> **Goal of the exercise**:
Which of the lines in the data below contain the string "environment"? Copy each of them.
· · · ·
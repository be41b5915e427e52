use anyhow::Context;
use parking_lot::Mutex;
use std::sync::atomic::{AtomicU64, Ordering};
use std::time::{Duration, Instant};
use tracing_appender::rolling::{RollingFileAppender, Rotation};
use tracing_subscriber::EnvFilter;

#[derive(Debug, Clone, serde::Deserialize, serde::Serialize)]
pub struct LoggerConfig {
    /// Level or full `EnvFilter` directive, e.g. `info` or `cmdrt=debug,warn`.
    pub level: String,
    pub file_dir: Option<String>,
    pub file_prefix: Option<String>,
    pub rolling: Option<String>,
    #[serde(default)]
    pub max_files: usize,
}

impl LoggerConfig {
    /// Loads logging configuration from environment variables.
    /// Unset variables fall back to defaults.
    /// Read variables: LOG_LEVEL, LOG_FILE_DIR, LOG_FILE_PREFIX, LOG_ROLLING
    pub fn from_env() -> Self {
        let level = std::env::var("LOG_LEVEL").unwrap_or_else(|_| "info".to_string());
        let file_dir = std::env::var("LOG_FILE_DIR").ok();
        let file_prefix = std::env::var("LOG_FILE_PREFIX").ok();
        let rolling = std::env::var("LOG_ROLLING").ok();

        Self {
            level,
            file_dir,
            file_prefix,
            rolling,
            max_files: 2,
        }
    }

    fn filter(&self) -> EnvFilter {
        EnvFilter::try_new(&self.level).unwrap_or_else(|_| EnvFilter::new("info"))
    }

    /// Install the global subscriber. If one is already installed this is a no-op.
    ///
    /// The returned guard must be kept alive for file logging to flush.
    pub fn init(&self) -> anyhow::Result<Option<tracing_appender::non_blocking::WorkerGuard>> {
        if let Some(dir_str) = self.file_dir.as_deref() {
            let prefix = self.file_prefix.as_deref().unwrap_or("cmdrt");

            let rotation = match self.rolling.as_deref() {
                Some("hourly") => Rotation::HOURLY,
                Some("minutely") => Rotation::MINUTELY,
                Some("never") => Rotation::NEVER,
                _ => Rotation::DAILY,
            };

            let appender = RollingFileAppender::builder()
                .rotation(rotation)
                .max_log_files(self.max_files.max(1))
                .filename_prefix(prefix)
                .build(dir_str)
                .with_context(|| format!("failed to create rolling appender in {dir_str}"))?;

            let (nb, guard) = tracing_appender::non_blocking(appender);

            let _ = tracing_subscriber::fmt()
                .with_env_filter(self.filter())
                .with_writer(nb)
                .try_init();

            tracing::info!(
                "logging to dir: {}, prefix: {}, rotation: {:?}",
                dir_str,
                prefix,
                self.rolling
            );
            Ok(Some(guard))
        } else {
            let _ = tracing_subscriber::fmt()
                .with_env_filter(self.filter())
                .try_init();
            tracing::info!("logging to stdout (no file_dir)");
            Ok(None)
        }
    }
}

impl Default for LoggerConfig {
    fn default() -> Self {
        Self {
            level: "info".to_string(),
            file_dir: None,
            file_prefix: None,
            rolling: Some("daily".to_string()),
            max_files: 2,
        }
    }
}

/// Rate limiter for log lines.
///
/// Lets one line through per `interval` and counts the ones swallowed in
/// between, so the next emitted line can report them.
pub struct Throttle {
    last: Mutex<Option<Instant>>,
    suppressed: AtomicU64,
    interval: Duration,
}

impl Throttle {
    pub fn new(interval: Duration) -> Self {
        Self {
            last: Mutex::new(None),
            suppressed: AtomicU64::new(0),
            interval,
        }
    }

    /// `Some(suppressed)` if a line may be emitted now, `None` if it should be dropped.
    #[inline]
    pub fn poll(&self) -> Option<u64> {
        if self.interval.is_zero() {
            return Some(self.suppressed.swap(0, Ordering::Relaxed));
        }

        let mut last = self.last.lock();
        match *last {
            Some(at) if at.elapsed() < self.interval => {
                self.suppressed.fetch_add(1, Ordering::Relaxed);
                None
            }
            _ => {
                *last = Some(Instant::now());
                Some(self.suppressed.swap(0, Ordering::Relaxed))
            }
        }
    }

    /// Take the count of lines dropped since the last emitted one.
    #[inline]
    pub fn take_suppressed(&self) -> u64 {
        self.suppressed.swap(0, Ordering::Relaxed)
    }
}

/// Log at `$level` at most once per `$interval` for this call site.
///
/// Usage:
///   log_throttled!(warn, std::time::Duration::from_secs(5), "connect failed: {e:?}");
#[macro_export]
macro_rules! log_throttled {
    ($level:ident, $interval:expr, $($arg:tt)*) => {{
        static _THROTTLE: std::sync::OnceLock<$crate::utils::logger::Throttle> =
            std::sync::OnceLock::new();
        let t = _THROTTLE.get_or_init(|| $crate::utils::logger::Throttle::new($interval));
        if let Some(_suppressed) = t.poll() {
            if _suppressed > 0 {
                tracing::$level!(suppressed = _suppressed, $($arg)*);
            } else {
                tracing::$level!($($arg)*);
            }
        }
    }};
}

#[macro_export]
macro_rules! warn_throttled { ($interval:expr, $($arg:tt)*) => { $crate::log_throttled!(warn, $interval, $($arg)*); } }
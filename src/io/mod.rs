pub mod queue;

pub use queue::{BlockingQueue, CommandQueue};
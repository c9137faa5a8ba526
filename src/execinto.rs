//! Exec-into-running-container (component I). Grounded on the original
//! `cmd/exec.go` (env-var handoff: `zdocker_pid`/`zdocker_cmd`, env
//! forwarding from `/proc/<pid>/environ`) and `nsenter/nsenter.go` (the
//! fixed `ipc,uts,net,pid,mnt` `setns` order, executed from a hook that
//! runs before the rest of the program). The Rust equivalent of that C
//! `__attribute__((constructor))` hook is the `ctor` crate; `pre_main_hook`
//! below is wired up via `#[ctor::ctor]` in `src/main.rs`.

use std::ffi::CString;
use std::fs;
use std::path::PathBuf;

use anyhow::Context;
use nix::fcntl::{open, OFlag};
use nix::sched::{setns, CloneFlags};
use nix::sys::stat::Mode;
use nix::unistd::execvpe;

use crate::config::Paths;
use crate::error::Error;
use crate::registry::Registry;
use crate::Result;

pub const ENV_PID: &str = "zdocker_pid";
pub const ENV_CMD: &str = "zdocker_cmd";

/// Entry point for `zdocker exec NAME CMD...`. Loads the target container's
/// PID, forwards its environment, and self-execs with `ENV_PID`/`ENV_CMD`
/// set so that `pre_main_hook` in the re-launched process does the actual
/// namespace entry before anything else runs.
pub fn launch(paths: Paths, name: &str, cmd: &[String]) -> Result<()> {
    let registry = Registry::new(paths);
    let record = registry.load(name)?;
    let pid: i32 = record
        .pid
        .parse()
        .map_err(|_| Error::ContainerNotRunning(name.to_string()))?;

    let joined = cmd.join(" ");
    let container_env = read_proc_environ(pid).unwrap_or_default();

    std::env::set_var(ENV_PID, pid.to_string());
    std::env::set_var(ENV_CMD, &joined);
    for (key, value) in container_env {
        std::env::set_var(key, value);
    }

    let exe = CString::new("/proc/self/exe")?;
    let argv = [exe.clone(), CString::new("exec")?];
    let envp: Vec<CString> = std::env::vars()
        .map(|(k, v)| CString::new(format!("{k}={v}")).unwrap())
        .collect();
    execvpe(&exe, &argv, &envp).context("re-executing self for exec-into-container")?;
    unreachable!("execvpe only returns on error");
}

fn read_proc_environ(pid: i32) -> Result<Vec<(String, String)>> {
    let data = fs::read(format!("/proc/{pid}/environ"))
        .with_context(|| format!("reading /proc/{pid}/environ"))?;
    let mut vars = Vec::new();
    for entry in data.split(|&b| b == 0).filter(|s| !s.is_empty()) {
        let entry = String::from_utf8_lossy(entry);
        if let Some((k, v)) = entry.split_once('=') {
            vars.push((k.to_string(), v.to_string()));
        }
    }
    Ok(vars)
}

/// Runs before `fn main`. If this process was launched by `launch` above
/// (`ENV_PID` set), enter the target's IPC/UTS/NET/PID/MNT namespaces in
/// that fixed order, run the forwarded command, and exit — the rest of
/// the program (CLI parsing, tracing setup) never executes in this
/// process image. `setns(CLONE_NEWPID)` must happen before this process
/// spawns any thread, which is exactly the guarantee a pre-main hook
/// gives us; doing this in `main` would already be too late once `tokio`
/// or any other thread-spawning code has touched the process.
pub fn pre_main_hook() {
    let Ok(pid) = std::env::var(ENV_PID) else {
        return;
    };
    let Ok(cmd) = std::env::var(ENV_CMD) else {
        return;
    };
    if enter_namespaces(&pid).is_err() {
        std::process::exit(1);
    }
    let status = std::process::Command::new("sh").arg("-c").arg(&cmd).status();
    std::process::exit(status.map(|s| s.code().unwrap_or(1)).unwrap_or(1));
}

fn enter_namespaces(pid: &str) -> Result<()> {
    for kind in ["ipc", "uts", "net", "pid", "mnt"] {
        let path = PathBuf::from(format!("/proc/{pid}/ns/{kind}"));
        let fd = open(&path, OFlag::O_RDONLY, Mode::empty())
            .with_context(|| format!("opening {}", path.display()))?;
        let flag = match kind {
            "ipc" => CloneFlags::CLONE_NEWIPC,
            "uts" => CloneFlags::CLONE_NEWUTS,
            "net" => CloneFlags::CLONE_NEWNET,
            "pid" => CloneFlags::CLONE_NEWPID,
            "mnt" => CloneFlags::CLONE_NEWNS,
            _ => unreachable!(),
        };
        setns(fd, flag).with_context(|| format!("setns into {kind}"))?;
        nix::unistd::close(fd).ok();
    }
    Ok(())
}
· · · ·
> **Output for this task**:
    /// Loads logging configuration from environment variables.
/// PID, forwards its environment, and self-execs with `ENV_PID`/`ENV_CMD`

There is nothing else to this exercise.